The theory is that a US dollar reversal would give Bitcoin some relief. anticipation To do “really well” in such circumstances.

Analyst: The US dollar will collapse in light of the upcoming “major currency crisis”

Meanwhile, the outbreak of the US dollar raised concerns about spillover effects to other economies.

Related Topics: Ex-BitMEX CEO Explains How Bitcoin Will Reach $1 Million by 2030

If instability enters the picture, volatility may return to haunt risky assets already at the mercy of the central bank’s anti-inflation policy. Ironically, the spark could be Japan, as the central bank continues to print money.

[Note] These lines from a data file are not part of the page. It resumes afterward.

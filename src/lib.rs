//! Catpick - hierarchical category picker
//!
//! Catpick holds the selection rules behind category pickers: resolving a
//! value to its breadcrumb, inferring second-level groups from fully selected
//! leaves, shortcut toggles, and the `"||"` form-value contract. The rules are
//! pure functions over an immutable [`CategoryTree`]; pickers own their state.

pub mod application;
pub mod config;
pub mod domain;
pub mod error;
pub mod infrastructure;
pub mod presentation;

// Re-exports for convenience
pub use application::{CheckUseCase, MultiPicker, SinglePicker, TreeReport};
pub use config::Config;
pub use domain::entities::{CategoryNode, CategoryTree};
pub use domain::ports::{TreeSource, TreeSourceError};
pub use domain::services::{
    add_aggregate_selections, find_path, is_intermediate_node_with_children, toggle_shortcut,
};
pub use domain::value_objects::{HeaderVisibility, Selection, SingleSelection, FORM_VALUE_DELIMITER};
pub use error::{CatpickError, CatpickResult};
pub use infrastructure::{JsonFileTreeSource, StaticTreeSource};
//! Use case factory
//!
//! Wires configuration and CLI overrides to concrete infrastructure.

use std::path::{Path, PathBuf};
use std::sync::Arc;

use crate::application::{MultiPicker, SinglePicker};
use crate::config::Config;
use crate::domain::entities::CategoryTree;
use crate::domain::ports::{TreeSource, TreeSourceError};
use crate::error::CatpickResult;
use crate::infrastructure::JsonFileTreeSource;

/// Resolve the payload location: CLI flag first, then config (which already
/// carries env overrides).
pub fn resolve_tree_path(cli_tree: Option<&Path>, config: &Config) -> Option<PathBuf> {
    cli_tree
        .map(Path::to_path_buf)
        .or_else(|| config.tree.path.clone())
}

pub fn create_tree_source(
    cli_tree: Option<&Path>,
    config: &Config,
) -> Result<JsonFileTreeSource, TreeSourceError> {
    resolve_tree_path(cli_tree, config)
        .map(JsonFileTreeSource::new)
        .ok_or(TreeSourceError::NotConfigured)
}

pub fn load_tree(cli_tree: Option<&Path>, config: &Config) -> CatpickResult<Arc<CategoryTree>> {
    let source = create_tree_source(cli_tree, config)?;
    Ok(Arc::new(source.load()?))
}

pub fn create_multi_picker(tree: Arc<CategoryTree>, config: &Config) -> MultiPicker {
    MultiPicker::new(tree).with_placeholder(config.picker.placeholder.clone())
}

pub fn create_single_picker(tree: Arc<CategoryTree>, config: &Config) -> SinglePicker {
    SinglePicker::new(tree).with_separator(config.picker.breadcrumb_separator.clone())
}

“No matter which way Yen goes from here, chaos follows,” said Brent Johnson, CEO of Santiago Capital. expect On April 27.

“If capital flows back to Japan and back to the support line, it would be a huge draw for money for the rest of the world. If the dive continues, it puts pressure on the People’s Bank of China to allow the yuan to fall as well. Neither of these two options are good…”

The Japanese Yen is also trading today at its lowest level in twenty years.

“What do Keynesian investors do in a crisis? They rush into the dollar thinking it is safe,” said Alasdair MacLeod, head of research at precious metals trading firm Goldmoney, added.

“Almost all investors and money managers have been brainwashed into thinking this way since the Nixon shock. The yen’s decline accelerated this morning.”

MacLeod saw what he called a “major currency crisis” coming, swallowing up the “next” dollar’s strength as it followed the fate of the yen, euro and pound.